You may have heard of the concept of rumination and its effects in previous blogs or perhaps by your therapist. It is the process of revising an experience and recycling minute details to understand the experience. It functions in our processing because it allows us to make sense of an event currently causing us pain or suffering.


It often has a negative connotation because we can often make it a maladaptive coping skill if we are not intentional about its usage.

Two types of ruminations can occur to a person; intrusive and deliberate.


Deliberate rumination is the process of controlling the repetitive cycle of memories and knowing when to power it off.


Intrusive rumination is similar to intrusive thoughts; the mind usually hijacks the memories and encapsulates the person in feelings of guilt, anger, and regret with no agenda for repair. This is a common factor of anxiety or OCD thinking patterns.


According to a Japanese study on whether rumination negatively affects our processing, scientists found that although meaning-making is essential to our repair, it can be stalled by introducing intrusive rumination. Often the person confuses the two and may feel a sense of autonomy over their thoughts but might be investing in obsessive behavior that can leave them stunted in their own healing. The study also found a correlation between deliberate rumination and future struggles with processing.

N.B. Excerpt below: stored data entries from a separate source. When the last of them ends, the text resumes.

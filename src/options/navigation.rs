use std::f32::consts::PI;

use schemars::JsonSchema;
use serde::{Deserialize, Serialize};

/// Order in which yaw and pitch are composed into the view orientation.
#[derive(
    Debug, Clone, Copy, Serialize, Deserialize, PartialEq, Eq, Default,
    JsonSchema,
)]
#[serde(rename_all = "snake_case")]
pub enum CompositionOrder {
    /// `yaw * pitch`: look around the vertical axis, then tilt.
    #[default]
    YawThenPitch,
    /// `pitch * yaw`: tilt about the world right axis, then turn.
    PitchThenYaw,
}

/// Sign and composition conventions for pointer look.
#[derive(
    Debug, Clone, Copy, Serialize, Deserialize, PartialEq, Eq, Default,
    JsonSchema,
)]
#[schemars(title = "Rotation Convention", inline)]
#[serde(default)]
pub struct RotationConvention {
    /// Quaternion composition order.
    #[schemars(title = "Composition Order")]
    pub order: CompositionOrder,
    /// Moving the pointer right turns the view left.
    #[schemars(title = "Invert Yaw")]
    pub invert_yaw: bool,
    /// Moving the pointer down tilts the view up.
    #[schemars(title = "Invert Pitch")]
    pub invert_pitch: bool,
}

impl RotationConvention {
    /// Sign applied to normalized horizontal pointer motion.
    #[must_use]
    pub fn yaw_sign(self) -> f32 {
        if self.invert_yaw {
            1.0
        } else {
            -1.0
        }
    }

    /// Sign applied to normalized vertical pointer motion.
    #[must_use]
    pub fn pitch_sign(self) -> f32 {
        if self.invert_pitch {
            1.0
        } else {
            -1.0
        }
    }
}

#[derive(Debug, Clone, Serialize, Deserialize, PartialEq, JsonSchema)]
#[schemars(title = "Navigation", inline)]
#[serde(default)]
/// First-person look and movement parameters.
pub struct NavigationOptions {
    /// Radians of yaw per viewport width of horizontal pointer travel.
    #[schemars(title = "Yaw Sensitivity", range(min = 0.5, max = 20.0), extend("step" = 0.5))]
    pub yaw_sensitivity: f32,
    /// Radians of pitch per viewport height of vertical pointer travel.
    #[schemars(title = "Pitch Sensitivity", range(min = 0.5, max = 20.0), extend("step" = 0.5))]
    pub pitch_sensitivity: f32,
    /// Symmetric pitch clamp in radians; pitch stays in `[-limit, limit]`.
    #[schemars(title = "Pitch Limit", range(min = 0.1, max = 1.57), extend("step" = 0.01))]
    pub pitch_limit: f32,
    /// Walking speed in world units per second.
    #[schemars(title = "Move Speed", range(min = 0.5, max = 50.0), extend("step" = 0.5))]
    pub move_speed: f32,
    /// Initial camera position.
    #[schemars(skip)]
    pub start_position: [f32; 3],
    /// Sign and order conventions for pointer look.
    pub convention: RotationConvention,
}

impl Default for NavigationOptions {
    fn default() -> Self {
        Self {
            yaw_sensitivity: 5.0,
            pitch_sensitivity: 5.0,
            pitch_limit: PI / 3.0,
            move_speed: 10.0,
            start_position: [10.0, 2.0, 10.0],
            convention: RotationConvention::default(),
        }
    }
}
/// Platform-agnostic input events.
///
/// These are fed into an [`InputAggregator`](super::InputAggregator), either
/// directly or through an [`InputMailbox`](super::InputMailbox) when the host
/// delivers input on another thread.
///
/// # Example
///
/// ```
/// use fpnav::input::{InputAggregator, InputEvent};
///
/// let mut input = InputAggregator::new();
/// input.handle_event(&InputEvent::Key {
///     code: "KeyW".into(),
///     pressed: true,
/// });
/// assert!(input.query("KeyW"));
/// ```
#[derive(Debug, Clone, PartialEq)]
pub enum InputEvent {
    /// Pointer moved to an absolute position (uncaptured pointer).
    PointerMoved {
        /// Horizontal position in physical pixels.
        x: f32,
        /// Vertical position in physical pixels.
        y: f32,
    },
    /// Relative pointer motion (captured / locked pointer).
    PointerDelta {
        /// Horizontal displacement in physical pixels.
        dx: f32,
        /// Vertical displacement in physical pixels.
        dy: f32,
    },
    /// Mouse button pressed or released.
    MouseButton {
        /// Which button changed.
        button: MouseButton,
        /// `true` for press, `false` for release.
        pressed: bool,
    },
    /// Keyboard key pressed or released.
    Key {
        /// Physical key string in `winit::keyboard::KeyCode` debug format
        /// (`"KeyW"`, `"Space"`, ...).
        code: String,
        /// `true` for press, `false` for release.
        pressed: bool,
    },
    /// Host window lost focus; every latch is released.
    FocusLost,
}

/// Platform-agnostic mouse button identifier.
#[derive(Debug, Clone, Copy, PartialEq, Eq, Hash)]
pub enum MouseButton {
    /// Primary (left) mouse button.
    Left,
    /// Secondary (right) mouse button.
    Right,
    /// Middle mouse button (wheel click).
    Middle,
    /// Back, forward and any other extra button.
    Other,
}

/// Pointer capture mode, toggled by the host.
///
/// The navigation core consumes the same pointer deltas in either mode;
/// capture only decides whether the host sends absolute positions or
/// relative motion.
#[derive(Debug, Clone, Copy, PartialEq, Eq, Default)]
pub enum PointerCapture {
    /// Pointer is free; host sends [`InputEvent::PointerMoved`].
    #[default]
    Free,
    /// Pointer is locked; host sends [`InputEvent::PointerDelta`].
    Locked,
}

#[cfg(feature = "viewer")]
impl From<winit::event::MouseButton> for MouseButton {
    fn from(button: winit::event::MouseButton) -> Self {
        match button {
            winit::event::MouseButton::Right => Self::Right,
            winit::event::MouseButton::Left => Self::Left,
            winit::event::MouseButton::Middle => Self::Middle,
            winit::event::MouseButton::Back
            | winit::event::MouseButton::Forward
            | winit::event::MouseButton::Other(_) => Self::Other,
        }
    }
}

/// Key string for a winit physical key code, matching the format used by
/// [`MovementKeyOptions`](crate::options::MovementKeyOptions).
#[cfg(feature = "viewer")]
#[must_use]
pub fn key_code_name(code: winit::keyboard::KeyCode) -> String {
    format!("{code:?}")
}
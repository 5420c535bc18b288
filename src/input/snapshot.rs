use glam::Vec2;
use rustc_hash::FxHashMap;

/// Input state at one sampled instant.
///
/// The pointer position accumulates without bound and is never reset on
/// frame boundaries. `pointer_delta` is derived by the aggregator and is
/// only meaningful on snapshots it hands out.
#[derive(Debug, Clone, Default, PartialEq)]
pub struct InputSnapshot {
    /// Cumulative pointer position.
    pub pointer: Vec2,
    /// Displacement since the previous snapshot.
    pub pointer_delta: Vec2,
    /// Primary button latch.
    pub left_button_down: bool,
    /// Secondary button latch.
    pub right_button_down: bool,
    /// Key string → pressed latch. Keys never observed are absent.
    pub key_down: FxHashMap<String, bool>,
}

impl InputSnapshot {
    /// Pressed state of `key`, `false` if never observed.
    #[must_use]
    pub fn key(&self, key: &str) -> bool {
        self.key_down.get(key).copied().unwrap_or(false)
    }

    /// Number of keys currently held.
    #[must_use]
    pub fn held_key_count(&self) -> usize {
        self.key_down.values().filter(|down| **down).count()
    }
}
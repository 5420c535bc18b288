use glam::{Mat4, Vec3};

use super::pose::{CameraPose, PoseTarget};
use crate::options::CameraOptions;

/// Perspective camera defined by eye position, target, and projection
/// parameters.
#[derive(Debug, Clone, PartialEq)]
pub struct Camera {
    /// Eye (camera) position in world space.
    pub eye: Vec3,
    /// Look-at target position.
    pub target: Vec3,
    /// Up direction vector.
    pub up: Vec3,
    /// Viewport aspect ratio (width / height).
    pub aspect: f32,
    /// Vertical field of view in degrees.
    pub fovy: f32,
    /// Near clipping plane distance.
    pub znear: f32,
    /// Far clipping plane distance.
    pub zfar: f32,
}

impl Camera {
    /// Camera at the origin looking down `-Z`, with projection taken from
    /// `options`.
    #[must_use]
    pub fn from_options(options: &CameraOptions, aspect: f32) -> Self {
        Self {
            eye: Vec3::ZERO,
            target: Vec3::NEG_Z,
            up: Vec3::Y,
            aspect,
            fovy: options.fovy,
            znear: options.znear,
            zfar: options.zfar,
        }
    }

    /// Build the combined view-projection matrix.
    #[must_use]
    pub fn build_matrix(&self) -> Mat4 {
        self.build_projection() * self.build_view()
    }

    /// View matrix only.
    #[must_use]
    pub fn build_view(&self) -> Mat4 {
        Mat4::look_at_rh(self.eye, self.target, self.up)
    }

    /// Projection matrix only.
    #[must_use]
    pub fn build_projection(&self) -> Mat4 {
        // perspective_rh uses [0,1] depth range (wgpu/Vulkan convention)
        Mat4::perspective_rh(
            self.fovy.to_radians(),
            self.aspect,
            self.znear,
            self.zfar,
        )
    }

    /// Update the aspect ratio after a viewport resize.
    pub fn resize(&mut self, width: u32, height: u32) {
        if height > 0 {
            self.aspect = width as f32 / height as f32;
        }
    }
}

impl PoseTarget for Camera {
    fn set_pose(&mut self, pose: &CameraPose) {
        self.eye = pose.position;
        self.target = pose.position + pose.forward();
        self.up = pose.up();
    }
}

Ways to combat intrusive rumination:

  1. Understanding when you are feeling triggered in your body. Being mindful of your train of thoughts and the antecedents of intrusive memories will prevent you from being ambushed by your own mind.

  2. Making time for deliberate rumination. In this way, you are taking control and owning the power over your mind. You can section off a time in your day for "Rumination" and make it another errand to run, similar to brushing your teeth. This prevents the memories from ambushing you and creates a sense of agency.

  3. Establishing a substitute behavior plan for when the rumination begins.

This can be as simple as going for a walk for 5 minutes to distract your mind or journaling on a paper or notes section in your phone.

All in all, it is important to understand that the function of these behaviors is for the mind to protect the person and keep them safe. Nothing ever starts as an ill intent but as a way to cope with everyday life's stressors.